Improving Parliamentary and public scrutiny of legislation has been a government objective in recent years, seeking to improve both democratic engagement and legislative quality. The government is also pursuing a drive to remove unnecessary burdens on citizens and businesses.

It is responsible for drafting all government bills, translating policy into laws which are as clear, effective and readable as possible.

The key responsibility of Parliamentary Counsel is to subject policy ideas to a rigorous intellectual and legal analysis, and to clarify and express legislative propositions.

That thought is at the heart of the good law initiative, which the Office of the Parliamentary Counsel is launching with the support of Ministers.

Good law is necessary, effective, clear, coherent and accessible.

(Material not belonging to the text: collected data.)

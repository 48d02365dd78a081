//! Durable blob storage for index snapshots.
//!
//! The vector index persists itself as a small set of named blobs. This
//! module defines the storage capability as a trait so the surrounding
//! service can swap the filesystem for an object store without touching
//! index code, plus the default filesystem-backed implementation.

use std::fs;
use std::path::{Path, PathBuf};

use thiserror::Error;

/// Errors from reading or writing durable blobs and snapshot codecs.
#[derive(Error, Debug)]
pub enum StorageError {
    #[error("IO error: {0}\nSuggestion: Check disk space and file permissions")]
    Io(#[from] std::io::Error),

    #[error("Invalid blob format: {0}\nSuggestion: Rebuild the index snapshot")]
    InvalidFormat(String),

    #[error("Failed to encode snapshot: {0}")]
    Encode(String),

    #[error("Failed to decode snapshot: {0}\nSuggestion: The blob may be corrupted; rebuild the index snapshot")]
    Decode(String),

    #[error(
        "Invalid snapshot version: expected {expected}, got {actual}\nSuggestion: Migrate the snapshot or use a compatible version"
    )]
    VersionMismatch { expected: u32, actual: u32 },
}

/// Capability for durable byte-blob storage.
///
/// `write` replaces the named blob; `read` returns `None` when the blob
/// does not exist, so a missing snapshot is distinguishable from a
/// corrupted one.
pub trait BlobStore: Send + Sync {
    fn write(&self, name: &str, bytes: &[u8]) -> Result<(), StorageError>;
    fn read(&self, name: &str) -> Result<Option<Vec<u8>>, StorageError>;
}

/// Filesystem-backed blob store rooted at a single directory.
///
/// The root directory is created lazily on first write so that a
/// read-only startup against an empty data dir succeeds.
#[derive(Debug, Clone)]
pub struct FsBlobStore {
    root: PathBuf,
}

impl FsBlobStore {
    pub fn new(root: impl AsRef<Path>) -> Self {
        Self {
            root: root.as_ref().to_path_buf(),
        }
    }

    /// Returns the directory blobs are stored under.
    pub fn root(&self) -> &Path {
        &self.root
    }

    fn blob_path(&self, name: &str) -> PathBuf {
        self.root.join(name)
    }
}

impl BlobStore for FsBlobStore {
    fn write(&self, name: &str, bytes: &[u8]) -> Result<(), StorageError> {
        fs::create_dir_all(&self.root)?;
        fs::write(self.blob_path(name), bytes)?;
        Ok(())
    }

    fn read(&self, name: &str) -> Result<Option<Vec<u8>>, StorageError> {
        let path = self.blob_path(name);
        if !path.exists() {
            return Ok(None);
        }
        Ok(Some(fs::read(path)?))
    }
}
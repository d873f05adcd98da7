// Copyright 2025 Sushanth (https://github.com/sushanthpy)
//
// This program is free software: you can redistribute it and/or modify
// it under the terms of the GNU Affero General Public License as published by
// the Free Software Foundation, either version 3 of the License, or
// (at your option) any later version.
//
// This program is distributed in the hope that it will be useful,
// but WITHOUT ANY WARRANTY; without even the implied warranty of
// MERCHANTABILITY or FITNESS FOR A PARTICULAR PURPOSE. See the
// GNU Affero General Public License for more details.
//
// You should have received a copy of the GNU Affero General Public License
// along with this program. If not, see <https://www.gnu.org/licenses/>.

use opsboard_core::Summary;

/// Render a summary as the shareable "AI brief" text.
pub fn render_brief_text(summary: &Summary) -> String {
    let mut lines = vec![
        "🤖 **AI 智能总结**".to_string(),
        String::new(),
        "📌 **执行摘要**:".to_string(),
        summary.summary.clone(),
        String::new(),
        "🏆 **关键成就**:".to_string(),
    ];
    lines.extend(summary.key_achievements.iter().map(|item| format!("- {}", item)));
    lines.push(String::new());
    lines.push("💡 **建议与机会**:".to_string());
    lines.extend(summary.suggestions.iter().map(|item| format!("- {}", item)));

    lines.join("\n")
}

#[cfg(test)]
mod tests {
    use super::*;

    #[test]
    fn test_brief_layout() {
        let summary = Summary::new(
            "团队专注于短视频。",
            vec!["Reel 获得 12.5K 观看".to_string()],
            vec!["发布 LinkedIn 草稿".to_string(), "复用热门音频".to_string()],
        );

        assert_eq!(
            render_brief_text(&summary),
            "🤖 **AI 智能总结**\n\n📌 **执行摘要**:\n团队专注于短视频。\n\n\
             🏆 **关键成就**:\n- Reel 获得 12.5K 观看\n\n\
             💡 **建议与机会**:\n- 发布 LinkedIn 草稿\n- 复用热门音频"
        );
    }

    #[test]
    fn test_brief_with_empty_lists() {
        let text = render_brief_text(&Summary::new("S", vec![], vec![]));
        assert!(text.ends_with("🏆 **关键成就**:\n\n💡 **建议与机会**:"));
    }
}
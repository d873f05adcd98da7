// Copyright 2025 Sushanth (https://github.com/sushanthpy)
//
// This program is free software: you can redistribute it and/or modify
// it under the terms of the GNU Affero General Public License as published by
// the Free Software Foundation, either version 3 of the License, or
// (at your option) any later version.
//
// This program is distributed in the hope that it will be useful,
// but WITHOUT ANY WARRANTY; without even the implied warranty of
// MERCHANTABILITY or FITNESS FOR A PARTICULAR PURPOSE. See the
// GNU Affero General Public License for more details.
//
// You should have received a copy of the GNU Affero General Public License
// along with this program. If not, see <https://www.gnu.org/licenses/>.

//! Stub LLM client shared by unit tests

use crate::llm_client::{GenerationRequest, LLMClient, LLMError, LLMResponse, TokenUsage};
use async_trait::async_trait;
use chrono::{NaiveDate, Utc};
use opsboard_core::{demo::demo_logs, ActivityLog};
use parking_lot::Mutex;
use std::sync::atomic::{AtomicUsize, Ordering};
use std::time::Duration;

pub enum StubReply {
    Text(String),
    RateLimited,
}

pub struct StubClient {
    reply: StubReply,
    delay: Option<Duration>,
    calls: AtomicUsize,
    last_request: Mutex<Option<GenerationRequest>>,
}

impl StubClient {
    pub fn new(reply: StubReply) -> Self {
        Self {
            reply,
            delay: None,
            calls: AtomicUsize::new(0),
            last_request: Mutex::new(None),
        }
    }

    pub fn with_delay(mut self, delay: Duration) -> Self {
        self.delay = Some(delay);
        self
    }

    pub fn calls(&self) -> usize {
        self.calls.load(Ordering::SeqCst)
    }

    pub fn last_request(&self) -> Option<GenerationRequest> {
        self.last_request.lock().clone()
    }
}

#[async_trait]
impl LLMClient for StubClient {
    async fn generate(&self, request: GenerationRequest) -> Result<LLMResponse, LLMError> {
        self.calls.fetch_add(1, Ordering::SeqCst);
        *self.last_request.lock() = Some(request.clone());

        if let Some(delay) = self.delay {
            tokio::time::sleep(delay).await;
        }

        match &self.reply {
            StubReply::Text(content) => Ok(LLMResponse {
                content: content.clone(),
                usage: TokenUsage::default(),
                model: request.model,
            }),
            StubReply::RateLimited => Err(LLMError::RateLimitExceeded),
        }
    }

    fn model_name(&self) -> &str {
        "stub-model"
    }
}

pub fn sample_logs() -> Vec<ActivityLog> {
    let date = NaiveDate::from_ymd_opt(2024, 6, 1).unwrap();
    demo_logs(date, &Utc)
}
// Copyright 2025 Sushanth (https://github.com/sushanthpy)
//
// This program is free software: you can redistribute it and/or modify
// it under the terms of the GNU Affero General Public License as published by
// the Free Software Foundation, either version 3 of the License, or
// (at your option) any later version.
//
// This program is distributed in the hope that it will be useful,
// but WITHOUT ANY WARRANTY; without even the implied warranty of
// MERCHANTABILITY or FITNESS FOR A PARTICULAR PURPOSE. See the
// GNU Affero General Public License for more details.
//
// You should have received a copy of the GNU Affero General Public License
// along with this program. If not, see <https://www.gnu.org/licenses/>.

//! Core error types

use thiserror::Error;

/// Result type for core operations
pub type CoreResult<T> = Result<T, CoreError>;

/// Errors raised by the domain model and the log store
#[derive(Debug, Error)]
pub enum CoreError {
    /// Malformed activity input, rejected before it reaches the store
    #[error("Validation error: {0}")]
    Validation(String),

    /// A seeded record reuses an id already present in the store
    #[error("Duplicate activity id: {0}")]
    DuplicateId(String),

    /// Serialization error
    #[error("Serialization error: {0}")]
    Serialization(#[from] serde_json::Error),
}

impl CoreError {
    pub fn validation(message: impl Into<String>) -> Self {
        CoreError::Validation(message.into())
    }

    /// Whether the error was caused by caller input
    pub fn is_validation(&self) -> bool {
        matches!(self, CoreError::Validation(_))
    }
}
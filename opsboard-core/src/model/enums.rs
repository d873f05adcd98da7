// Copyright 2025 Sushanth (https://github.com/sushanthpy)
//
// This program is free software: you can redistribute it and/or modify
// it under the terms of the GNU Affero General Public License as published by
// the Free Software Foundation, either version 3 of the License, or
// (at your option) any later version.
//
// This program is distributed in the hope that it will be useful,
// but WITHOUT ANY WARRANTY; without even the implied warranty of
// MERCHANTABILITY or FITNESS FOR A PARTICULAR PURPOSE. See the
// GNU Affero General Public License for more details.
//
// You should have received a copy of the GNU Affero General Public License
// along with this program. If not, see <https://www.gnu.org/licenses/>.

//! Closed enumerations of the activity log
//!
//! Each enumeration carries its wire label (the string used in JSON and in the
//! export text) and a static display table. Lookups by raw label never fail:
//! an unmatched label falls back to a neutral style or is shown as-is.

use crate::error::CoreError;
use serde::{Deserialize, Serialize};
use std::fmt;
use std::str::FromStr;

/// Social network an activity was performed on.
#[derive(Debug, Clone, Copy, PartialEq, Eq, Hash, PartialOrd, Ord, Serialize, Deserialize)]
pub enum Platform {
    Instagram,
    TikTok,
    Twitter,
    LinkedIn,
    YouTube,
    Facebook,
}

/// Display metadata attached to a platform.
#[derive(Debug, Clone, Copy, PartialEq, Eq)]
pub struct PlatformStyle {
    /// Human-readable color family
    pub color_name: &'static str,
    /// Bar color used by the platform chart
    pub hex: &'static str,
}

const INSTAGRAM_STYLE: PlatformStyle = PlatformStyle {
    color_name: "pink",
    hex: "#E1306C",
};
const TIKTOK_STYLE: PlatformStyle = PlatformStyle {
    color_name: "black",
    hex: "#000000",
};
const TWITTER_STYLE: PlatformStyle = PlatformStyle {
    color_name: "blue",
    hex: "#1DA1F2",
};
const LINKEDIN_STYLE: PlatformStyle = PlatformStyle {
    color_name: "navy",
    hex: "#0A66C2",
};
const YOUTUBE_STYLE: PlatformStyle = PlatformStyle {
    color_name: "red",
    hex: "#FF0000",
};
const FACEBOOK_STYLE: PlatformStyle = PlatformStyle {
    color_name: "blue",
    hex: "#1877F2",
};

impl Platform {
    /// Every platform, in declaration order.
    pub const ALL: [Platform; 6] = [
        Platform::Instagram,
        Platform::TikTok,
        Platform::Twitter,
        Platform::LinkedIn,
        Platform::YouTube,
        Platform::Facebook,
    ];

    pub fn as_str(&self) -> &'static str {
        match self {
            Platform::Instagram => "Instagram",
            Platform::TikTok => "TikTok",
            Platform::Twitter => "Twitter",
            Platform::LinkedIn => "LinkedIn",
            Platform::YouTube => "YouTube",
            Platform::Facebook => "Facebook",
        }
    }

    pub fn style(&self) -> PlatformStyle {
        match self {
            Platform::Instagram => INSTAGRAM_STYLE,
            Platform::TikTok => TIKTOK_STYLE,
            Platform::Twitter => TWITTER_STYLE,
            Platform::LinkedIn => LINKEDIN_STYLE,
            Platform::YouTube => YOUTUBE_STYLE,
            Platform::Facebook => FACEBOOK_STYLE,
        }
    }
}

impl fmt::Display for Platform {
    fn fmt(&self, f: &mut fmt::Formatter<'_>) -> fmt::Result {
        f.write_str(self.as_str())
    }
}

impl FromStr for Platform {
    type Err = CoreError;

    fn from_str(s: &str) -> Result<Self, Self::Err> {
        match s.trim().to_lowercase().as_str() {
            "instagram" => Ok(Platform::Instagram),
            "tiktok" => Ok(Platform::TikTok),
            "twitter" | "x" => Ok(Platform::Twitter),
            "linkedin" => Ok(Platform::LinkedIn),
            "youtube" => Ok(Platform::YouTube),
            "facebook" => Ok(Platform::Facebook),
            _ => Err(CoreError::validation(format!("Unknown platform: {s}"))),
        }
    }
}

/// Kind of work an activity represents.
#[derive(Debug, Clone, Copy, PartialEq, Eq, Hash, Serialize, Deserialize)]
pub enum ActivityType {
    Post,
    Story,
    Reel,
    /// Replying to comments, liking
    Engagement,
    Strategy,
    #[serde(rename = "Ad Campaign", alias = "AdCampaign")]
    AdCampaign,
}

impl ActivityType {
    pub const ALL: [ActivityType; 6] = [
        ActivityType::Post,
        ActivityType::Story,
        ActivityType::Reel,
        ActivityType::Engagement,
        ActivityType::Strategy,
        ActivityType::AdCampaign,
    ];

    /// Wire label, as written to JSON and export text.
    pub fn as_str(&self) -> &'static str {
        match self {
            ActivityType::Post => "Post",
            ActivityType::Story => "Story",
            ActivityType::Reel => "Reel",
            ActivityType::Engagement => "Engagement",
            ActivityType::Strategy => "Strategy",
            ActivityType::AdCampaign => "Ad Campaign",
        }
    }

    /// Localized label shown in activity lists.
    pub fn zh_label(&self) -> &'static str {
        match self {
            ActivityType::Post => "帖子",
            ActivityType::Story => "快拍",
            ActivityType::Reel => "短视频",
            ActivityType::Engagement => "互动",
            ActivityType::Strategy => "策略",
            ActivityType::AdCampaign => "广告",
        }
    }
}

impl fmt::Display for ActivityType {
    fn fmt(&self, f: &mut fmt::Formatter<'_>) -> fmt::Result {
        f.write_str(self.as_str())
    }
}

impl FromStr for ActivityType {
    type Err = CoreError;

    fn from_str(s: &str) -> Result<Self, Self::Err> {
        match s.trim().to_lowercase().as_str() {
            "post" => Ok(ActivityType::Post),
            "story" => Ok(ActivityType::Story),
            "reel" => Ok(ActivityType::Reel),
            "engagement" => Ok(ActivityType::Engagement),
            "strategy" => Ok(ActivityType::Strategy),
            "ad campaign" | "adcampaign" | "ad_campaign" | "ad-campaign" => {
                Ok(ActivityType::AdCampaign)
            }
            _ => Err(CoreError::validation(format!("Unknown activity type: {s}"))),
        }
    }
}

/// Publication state of an activity.
#[derive(Debug, Clone, Copy, PartialEq, Eq, Hash, Default, Serialize, Deserialize)]
pub enum Status {
    Draft,
    #[default]
    Published,
    Scheduled,
    Analyzing,
}

impl Status {
    pub const ALL: [Status; 4] = [
        Status::Draft,
        Status::Published,
        Status::Scheduled,
        Status::Analyzing,
    ];

    pub fn as_str(&self) -> &'static str {
        match self {
            Status::Draft => "Draft",
            Status::Published => "Published",
            Status::Scheduled => "Scheduled",
            Status::Analyzing => "Analyzing",
        }
    }

    pub fn zh_label(&self) -> &'static str {
        match self {
            Status::Draft => "草稿",
            Status::Published => "已发布",
            Status::Scheduled => "已排期",
            Status::Analyzing => "分析中",
        }
    }

    /// Everything that is not yet published counts as in progress.
    pub fn is_in_progress(&self) -> bool {
        !matches!(self, Status::Published)
    }
}

impl fmt::Display for Status {
    fn fmt(&self, f: &mut fmt::Formatter<'_>) -> fmt::Result {
        f.write_str(self.as_str())
    }
}

impl FromStr for Status {
    type Err = CoreError;

    fn from_str(s: &str) -> Result<Self, Self::Err> {
        match s.trim().to_lowercase().as_str() {
            "draft" => Ok(Status::Draft),
            "published" => Ok(Status::Published),
            "scheduled" => Ok(Status::Scheduled),
            "analyzing" => Ok(Status::Analyzing),
            _ => Err(CoreError::validation(format!("Unknown status: {s}"))),
        }
    }
}

#[cfg(test)]
mod tests {
    use super::*;

    #[test]
    fn test_platform_labels_round_trip() {
        for platform in Platform::ALL {
            assert_eq!(platform.as_str().parse::<Platform>().unwrap(), platform);
        }
        assert_eq!("TIKTOK".parse::<Platform>().unwrap(), Platform::TikTok);
        assert!("myspace".parse::<Platform>().unwrap_err().is_validation());
    }

    #[test]
    fn test_platform_styles() {
        assert_eq!(Platform::Instagram.style().hex, "#E1306C");
        assert_eq!(Platform::LinkedIn.style().color_name, "navy");
        assert_eq!(Platform::YouTube.style().hex, "#FF0000");
    }

    #[test]
    fn test_ad_campaign_wire_label() {
        let json = serde_json::to_string(&ActivityType::AdCampaign).unwrap();
        assert_eq!(json, "\"Ad Campaign\"");

        let parsed: ActivityType = serde_json::from_str("\"AdCampaign\"").unwrap();
        assert_eq!(parsed, ActivityType::AdCampaign);
        assert_eq!(
            "ad campaign".parse::<ActivityType>().unwrap(),
            ActivityType::AdCampaign
        );
    }

    #[test]
    fn test_unknown_labels_are_rejected() {
        assert!("Livestream".parse::<ActivityType>().unwrap_err().is_validation());
        assert!("Archived".parse::<Status>().unwrap_err().is_validation());
        assert!(serde_json::from_str::<Platform>("\"Mastodon\"").is_err());
    }

    #[test]
    fn test_status_progress() {
        assert!(!Status::Published.is_in_progress());
        assert!(Status::Draft.is_in_progress());
        assert!(Status::Scheduled.is_in_progress());
        assert_eq!(Status::default(), Status::Published);
        assert_eq!(Status::Analyzing.zh_label(), "分析中");
    }
}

We should be concerned about it for several reasons. Last year I commissioned a review of the causes of complexity in legislation. It suggests that there is no single cause of complexity, but many. But for me, a striking theme of this report is that while there are many reasons for adding complexity, there is no compelling incentive to create simplicity or to avoid making an intricate web of laws even more complex. I believe that we need to establish a sense of shared accountability, within and beyond government, for the quality of what (perhaps misleadingly) we call our statute book, and to promote a shared professional pride in it.

Excessive complexity hinders economic activity, creating burdens for individuals, businesses and communities. In doing so, I hope we can create confidence among users that legislation is for them.

So it is not surprising that statutes and their subordinate regulations are complex; and it is perhaps reasonable to assume that citizens will need help or guidance in understanding the raw material of law.